Exercise description: A single number is wanted: how many lines of the records below contain the word "TrialEvent".
(Source information)
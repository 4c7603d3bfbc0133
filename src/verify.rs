//! # Delivery Verification
//!
//! Two ways of confirming that sent messages reached other peers:
//!
//! - [`PollVerifier`] asks a receiving peer for its message log once sending
//!   has finished and counts the entries. It is a snapshot read: no waiting
//!   for convergence, no retry.
//! - [`NotificationVerifier`] subscribes to every peer's notification stream
//!   before sending starts. One consumer task per peer drains that peer's
//!   stream into its own counter while the sender runs, so no state is shared
//!   between peers. When sending is over the verifier reports whatever has
//!   been counted at that instant as a [`ReceiptTally`].

use crate::{
    events::{TrialEvent, TrialObserver},
    peer::{Channel, ListFilter, Peer, PeerId, ReceivingEndpoint},
};
use anyhow::{Context, Result};
use serde::{Deserialize, Serialize};
use std::collections::BTreeMap;
use std::fmt;
use std::sync::atomic::{AtomicUsize, Ordering};
use std::sync::Arc;
use tokio::task::JoinHandle;
use tracing::debug;

/// Counts a receiver's message log for a channel
#[derive(Debug, Clone, Default)]
pub struct PollVerifier {
    filter: ListFilter,
}

impl PollVerifier {
    pub fn new(filter: ListFilter) -> Self {
        Self { filter }
    }

    /// Number of messages `receiver` currently lists for `channel`
    pub async fn verify<R>(&self, receiver: &R, channel: &Channel) -> Result<usize>
    where
        R: ReceivingEndpoint + ?Sized,
    {
        let listed = receiver
            .list_messages(channel, &self.filter)
            .await
            .context("Failed to list messages on receiving peer")?;
        Ok(listed.messages.len())
    }
}

/// Notifications counted per receiving peer
///
/// Peers that never observed a notification have no entry.
#[derive(Debug, Clone, Default, PartialEq, Eq, Serialize, Deserialize)]
pub struct ReceiptTally {
    counts: BTreeMap<PeerId, usize>,
}

impl ReceiptTally {
    /// Notifications counted for `peer`, zero when absent
    pub fn get(&self, peer: PeerId) -> usize {
        self.counts.get(&peer).copied().unwrap_or(0)
    }

    pub fn contains(&self, peer: PeerId) -> bool {
        self.counts.contains_key(&peer)
    }

    /// Sum over all peers
    pub fn total(&self) -> usize {
        self.counts.values().sum()
    }

    /// Number of peers that observed at least one notification
    pub fn peers_reached(&self) -> usize {
        self.counts.len()
    }

    pub fn is_empty(&self) -> bool {
        self.counts.is_empty()
    }

    pub fn iter(&self) -> impl Iterator<Item = (PeerId, usize)> + '_ {
        self.counts.iter().map(|(peer, count)| (*peer, *count))
    }
}

impl FromIterator<(PeerId, usize)> for ReceiptTally {
    fn from_iter<I: IntoIterator<Item = (PeerId, usize)>>(iter: I) -> Self {
        Self {
            counts: iter.into_iter().filter(|(_, count)| *count > 0).collect(),
        }
    }
}

impl fmt::Display for ReceiptTally {
    fn fmt(&self, f: &mut fmt::Formatter<'_>) -> fmt::Result {
        write!(f, "{{")?;
        for (i, (peer, count)) in self.iter().enumerate() {
            if i > 0 {
                write!(f, ", ")?;
            }
            write!(f, "peer {}: {}", peer, count)?;
        }
        write!(f, "}}")
    }
}

/// Listens for delivery notifications on every peer of a trial
///
/// Must be installed from within a Tokio runtime. Dropping the verifier
/// stops its consumer tasks.
pub struct NotificationVerifier {
    counters: BTreeMap<PeerId, Arc<AtomicUsize>>,
    consumers: Vec<JoinHandle<()>>,
}

impl NotificationVerifier {
    /// Subscribe to each peer's notifications for `channel`
    pub fn install(
        peers: &[Box<dyn Peer>],
        channel: &Channel,
        observer: Arc<dyn TrialObserver>,
    ) -> Self {
        let mut counters = BTreeMap::new();
        let mut consumers = Vec::with_capacity(peers.len());

        for peer in peers {
            let peer_id = peer.id();
            let counter = Arc::new(AtomicUsize::new(0));
            let mut stream = peer.subscribe_notifications();
            let task_counter = Arc::clone(&counter);
            let observer = Arc::clone(&observer);
            let channel_id = channel.id;

            consumers.push(tokio::spawn(async move {
                while let Some(notification) = stream.recv().await {
                    if notification.channel.id != channel_id {
                        continue;
                    }
                    let total = task_counter.fetch_add(1, Ordering::SeqCst) + 1;
                    observer.on_event(&TrialEvent::NotificationReceived {
                        peer: peer_id,
                        total,
                    });
                }
                debug!("Notification stream for peer {} closed", peer_id);
            }));
            counters.insert(peer_id, counter);
        }

        Self {
            counters,
            consumers,
        }
    }

    /// Tallies accumulated so far, without waiting for pending notifications
    pub fn snapshot(&self) -> ReceiptTally {
        self.counters
            .iter()
            .map(|(peer, counter)| (*peer, counter.load(Ordering::SeqCst)))
            .collect()
    }

    /// Take the final snapshot and stop listening
    pub fn finish(self, observer: &dyn TrialObserver) -> ReceiptTally {
        let tally = self.snapshot();
        observer.on_event(&TrialEvent::TallyReported {
            tally: tally.clone(),
        });
        tally
    }
}

impl Drop for NotificationVerifier {
    fn drop(&mut self) {
        for consumer in &self.consumers {
            consumer.abort();
        }
    }
}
(End Source information)
Task response: 3